Dominique Strauss-Kahn's IMF has managed to forestall sovereign defaults in Greece, Hungary, Pakistan, and Ukraine without inspiring much resistance -- in striking contrast to the near-uprisings that accompanied IMF programs during the late 1990s Asian financial crisis. Strauss-Kahn also put his stamp on geopolitics this year, convincing the Germans to step up during Greece's crisis and later working to forestall an international currency war.
As head of the World Bank, Robert Zoellick has stepped into the chaotic aftermath of a harrowing array of unexpected disasters, from the floods in Pakistan to the earthquake in Haiti to the continuing global food crisis, while establishing the bank as a leader in thinking about global trends from combating climate change to democratizing Internet technology.
Both institutions have been especially attuned to the rise of emerging economies.
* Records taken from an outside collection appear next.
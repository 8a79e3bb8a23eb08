// Licensed under the Apache-2.0 license

//! Pointer model for the recovery indirect FIFO. Both indices wrap
//! modulo the capacity and flow control is advisory: the hardware
//! exposes EMPTY/FULL flags and expects the other side to honor them.

use crate::ModelError;

#[derive(Clone, Debug)]
pub struct IndirectFifoRing {
    storage: Vec<u32>,
    write_index: u32,
    read_index: u32,
    level: u32,
}

impl IndirectFifoRing {
    pub fn new(capacity_dwords: u32) -> Self {
        Self {
            storage: vec![0; capacity_dwords as usize],
            write_index: 0,
            read_index: 0,
            level: 0,
        }
    }

    pub fn capacity_dwords(&self) -> u32 {
        self.storage.len() as u32
    }

    pub fn write_index(&self) -> u32 {
        self.write_index
    }

    pub fn read_index(&self) -> u32 {
        self.read_index
    }

    pub fn level(&self) -> u32 {
        self.level
    }

    pub fn empty(&self) -> bool {
        self.level == 0
    }

    pub fn full(&self) -> bool {
        self.level == self.capacity_dwords()
    }

    /// Appends one dword. `Overflow` means the caller ignored the FULL
    /// flag; the ring state is left untouched in that case.
    pub fn push_dword(&mut self, value: u32) -> Result<(), ModelError> {
        if self.full() {
            return Err(ModelError::Overflow);
        }
        let capacity = self.capacity_dwords();
        self.storage[self.write_index as usize] = value;
        self.write_index = (self.write_index + 1) % capacity;
        self.level += 1;
        Ok(())
    }

    /// Packs `data` into little-endian dwords, zero-padding the tail,
    /// and appends them. Either all dwords fit or nothing is written.
    pub fn push_bytes(&mut self, data: &[u8]) -> Result<u32, ModelError> {
        let dwords = data.len().div_ceil(4) as u32;
        if dwords > self.capacity_dwords() - self.level {
            return Err(ModelError::Overflow);
        }
        for chunk in data.chunks(4) {
            let mut word = [0u8; 4];
            word[..chunk.len()].copy_from_slice(chunk);
            self.push_dword(u32::from_le_bytes(word))?;
        }
        Ok(dwords)
    }

    /// Pops one dword. `Underflow` means the caller ignored the EMPTY
    /// flag.
    pub fn pop_dword(&mut self) -> Result<u32, ModelError> {
        if self.empty() {
            return Err(ModelError::Underflow);
        }
        let capacity = self.capacity_dwords();
        let value = self.storage[self.read_index as usize];
        self.read_index = (self.read_index + 1) % capacity;
        self.level -= 1;
        Ok(value)
    }

    /// Clears the ring in one step: both indices return to 0, the ring
    /// reads as empty and not full.
    pub fn reset(&mut self) {
        self.write_index = 0;
        self.read_index = 0;
        self.level = 0;
    }
}
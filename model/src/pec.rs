// Licensed under the Apache-2.0 license

//! PEC checksum for recovery protocol packets. CRC-8 with polynomial
//! 0x07, zero init, no reflection (the SMBus variant).

pub const CRC8_SMBUS: crc::Crc<u8> = crc::Crc::<u8>::new(&crc::CRC_8_SMBUS);

pub fn calculate_pec(data: &[u8]) -> u8 {
    CRC8_SMBUS.checksum(data)
}
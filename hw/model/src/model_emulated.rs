// Licensed under the Apache-2.0 license

use crate::CsrTransport;
use crate::TransportError;
use i3c_emulator_periph::I3cCore;

/// Emulated model: the software DUT behind the transport trait.
pub struct ModelEmulated {
    core: I3cCore,
    cycle_count: u64,
}

impl Default for ModelEmulated {
    fn default() -> Self {
        Self::new()
    }
}

impl ModelEmulated {
    pub fn new() -> Self {
        Self {
            core: I3cCore::new(),
            cycle_count: 0,
        }
    }

    /// Direct access to the emulated core for the far side of the bus:
    /// injecting controller traffic, draining queues, sampling state no
    /// CSR exposes.
    pub fn core_mut(&mut self) -> &mut I3cCore {
        &mut self.core
    }
}

impl CsrTransport for ModelEmulated {
    fn type_name(&self) -> &'static str {
        "ModelEmulated"
    }

    fn read_csr(&mut self, offset: u32) -> Result<u32, TransportError> {
        Ok(self.core.read_register(offset))
    }

    fn write_csr(&mut self, offset: u32, value: u32) -> Result<(), TransportError> {
        self.core.write_register(offset, value);
        Ok(())
    }

    fn step(&mut self) {
        self.core.step();
        self.cycle_count += 1;
    }

    fn cycle_count(&self) -> u64 {
        self.cycle_count
    }
}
Strauss-Kahn has overseen the redistribution of the IMF's powerful board seats from developed countries to rising powers. And in April, Zoellick bluntly declared the era of the "Third World" over. Countries like Brazil, China, India, and South Africa aren't developing countries anymore; they're independent "poles of growth." Without Strauss-Kahn and Zoellick at the helm, we might not be using the word "growth" at all

3. Barack Obama
for charting a course through criticism.
President | Washington
Don't count Barack Obama out. Sure, the brainy young American president has had a tough sophomore year, with a stubbornly sluggish economy, worsening conditions in Afghanistan, an electoral backlash at home, and the surprise challenge of more than 4 million barrels of oil leaking into the Gulf of Mexico. His sweeping plans to overhaul immigration and reinvent the way Americans use energy never got off the ground, and he can boast of neither Middle East peace nor mastery over the restive Republicans at home rising up against what they bemoan as the advent of European-style socialism.
But Obama is still arguably the developed world's most popular leader, even if the American public judges him more harshly, and he is slowly but surely inventing a new kind of U.S. leadership to go along with his vision of an America that once again projects its power through the force of its ideas. To Obama has fallen a tough task: the hard work that accompanies the building of a new order to succeed America's unchallenged rule as the lone post-Cold War superpower. But luckily for the world it is a task Obama embraces, if still hesitantly at times. He has put American prestige on the line to speak up for emerging powers still not properly represented in the world's governing bodies, boldly renewed U.S. ties of friendship with the democracies of Asia, and in his ringing address to the U.N. General Assembly in September declared himself ready to "call out those who suppress ideas" and "serve as a voice for those who are voiceless."
Such idealism has not yet come to define Obama's legacy in the world; for all his Wilsonian rhetoric, he remains a cautious incrementalist on most issues. In many ways, he's the most realist of recent U.S. presidents, determined to focus on the terrible challenges, from Afghanistan to climate change, that he's been dealt. The world may yet thank him for it.